Tools for understanding brains

Neuroscience has historically sought clear, interpretable signatures of computation in the brain. For example, the seminal work by Hubel & Wiesel in the 1950’s and 1960’s found evidence for cells in primary visual cortex that computed the presence of edges at particular orientations in an animal’s visual field. Their work formed the core of investigations into visual cortex for decades. However, the majority of activity in the brain is uninterpretable to humans. Within visual cortex, for example, many neurons are not selective for edges, and instead exhibit responses to visual stimuli that human observers cannot discern any patterns from. Nonetheless, preliminary analyses of these “uninterpretable” neurons in the brain show that they can carry as much, or even more, information than those neurons that humans can interpret.
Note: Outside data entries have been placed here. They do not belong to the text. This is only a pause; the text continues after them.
//! [`WorkspaceCommander`] and [`WorkspaceEvents`] implementations backed
//! by i3 IPC.
//!
//! [`I3Wm`] opens a short-lived connection per command (the picker only
//! ever issues one).  [`I3Events`] holds a long-lived subscription the
//! daemon blocks on; when it errors the connection is dead and the caller
//! reconnects.

use crate::history::WorkspaceRef;
use crate::i3::ipc::{I3IpcError, I3Stream, EVENT_MASK, EVENT_WORKSPACE, RUN_COMMAND, SUBSCRIBE};
use crate::tracker::WorkspaceEvent;
use crate::traits::{WorkspaceCommander, WorkspaceEvents};
use log::{debug, warn};
use serde::Deserialize;

//  Minimal serde structs for the JSON we care about

/// Subset of the reply to `RUN_COMMAND` (an array of these).
#[derive(Deserialize)]
struct CommandOutcomeJson {
    success: bool,
    error: Option<String>,
}

/// Subset of the reply to `SUBSCRIBE`.
#[derive(Deserialize)]
struct SubscribeReplyJson {
    success: bool,
}

/// Subset of a workspace node inside an event payload.
#[derive(Deserialize)]
struct WorkspaceNodeJson {
    id: i64,
    name: Option<String>,
}

/// Subset of the `workspace` event payload.
#[derive(Deserialize)]
struct WorkspaceEventJson {
    change: String,
    current: Option<WorkspaceNodeJson>,
    old: Option<WorkspaceNodeJson>,
}

impl WorkspaceNodeJson {
    fn into_ref(self) -> WorkspaceRef {
        WorkspaceRef::new(self.id, self.name.unwrap_or_default())
    }
}

/// Decode one `workspace` event payload.
///
/// Kinds we do not model, and modeled kinds missing their `current` node,
/// map to [`WorkspaceEvent::Unknown`] so the tracker ignores them.
fn parse_workspace_event(payload: &str) -> Result<WorkspaceEvent, I3IpcError> {
    let event: WorkspaceEventJson = serde_json::from_str(payload)?;
    let Some(current) = event.current else {
        return Ok(WorkspaceEvent::Unknown);
    };
    Ok(match event.change.as_str() {
        "focus" => WorkspaceEvent::Focus {
            current: current.into_ref(),
            old: event.old.map(WorkspaceNodeJson::into_ref),
        },
        "rename" => WorkspaceEvent::Rename {
            current: current.into_ref(),
        },
        "empty" => WorkspaceEvent::Empty {
            current: current.into_ref(),
        },
        _ => WorkspaceEvent::Unknown,
    })
}

/// Quote a workspace name for the i3 command language.
fn quote_name(name: &str) -> String {
    format!("\"{}\"", name.replace('\\', "\\\\").replace('"', "\\\""))
}

//  Commander

/// i3-backed workspace commander.
///
/// Each call opens a short-lived IPC request, mirroring how rarely the
/// picker talks to i3 (exactly once, at commit).
pub struct I3Wm;

impl Default for I3Wm {
    fn default() -> Self {
        Self
    }
}

impl I3Wm {
    pub fn new() -> Self {
        Self
    }
}

impl WorkspaceCommander for I3Wm {
    type Error = I3IpcError;

    fn switch_to(&self, name: &str) -> Result<(), Self::Error> {
        let mut stream = I3Stream::connect()?;
        let command = format!("workspace {}", quote_name(name));
        debug!("run_command: {}", command);
        stream.send(RUN_COMMAND, &command)?;

        let (_, payload) = stream.recv()?;
        let outcomes: Vec<CommandOutcomeJson> = serde_json::from_str(&payload)?;
        match outcomes.iter().find(|o| !o.success) {
            Some(failed) => Err(I3IpcError::Protocol(format!(
                "command failed: {}",
                failed.error.as_deref().unwrap_or("unknown error")
            ))),
            None => Ok(()),
        }
    }
}

//  Event subscription

/// A live subscription to i3 `workspace` events.
pub struct I3Events {
    stream: I3Stream,
}

impl I3Events {
    /// Connect and subscribe to workspace events.
    pub fn subscribe() -> Result<Self, I3IpcError> {
        let mut stream = I3Stream::connect()?;
        stream.send(SUBSCRIBE, r#"["workspace"]"#)?;
        let (_, payload) = stream.recv()?;
        let reply: SubscribeReplyJson = serde_json::from_str(&payload)?;
        if !reply.success {
            return Err(I3IpcError::Protocol("subscribe rejected".into()));
        }
        Ok(Self { stream })
    }
}

impl WorkspaceEvents for I3Events {
    type Error = I3IpcError;

    fn next_event(&mut self) -> Result<WorkspaceEvent, Self::Error> {
        loop {
            let (msg_type, payload) = self.stream.recv()?;
            if msg_type & EVENT_MASK == 0 {
                // A stray reply on the event connection; nothing uses it.
                continue;
            }
            if msg_type != EVENT_WORKSPACE {
                continue;
            }
            match parse_workspace_event(&payload) {
                Ok(event) => return Ok(event),
                Err(e) => {
                    // Malformed events are logged and skipped, never fatal.
                    warn!("unparseable workspace event: {}", e);
                }
            }
        }
    }
}

//  Tests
This points to an immense difficulty that neuroscience faces: evolution would have no reason to select for computations in the brain that were easy for us to interpret, so we have no reason a priori to believe that we should be able to understand the brain’s operations by focusing on those components of brain activity that are easy for us to intuit.

How can we overcome this situation? The most promising path forward is to develop machine learning tools that can be applied to neuroscience data to help us discern principles of neural computation that we humans could not easily discover ourselves. For example, based on recent advances in deep neural networks for data analysis, we are working on new varieties of variational autoencoders for 2-photon fluorescence microscopy applications. The goal is to enable the identification of patterns in brain activity that generalize across individuals to predict behaviour and memory. Thus, the third objective of the LiNC Lab's research is to develop new machine learning algorithms for neuroscientists to understand human uninterpretable neural computation.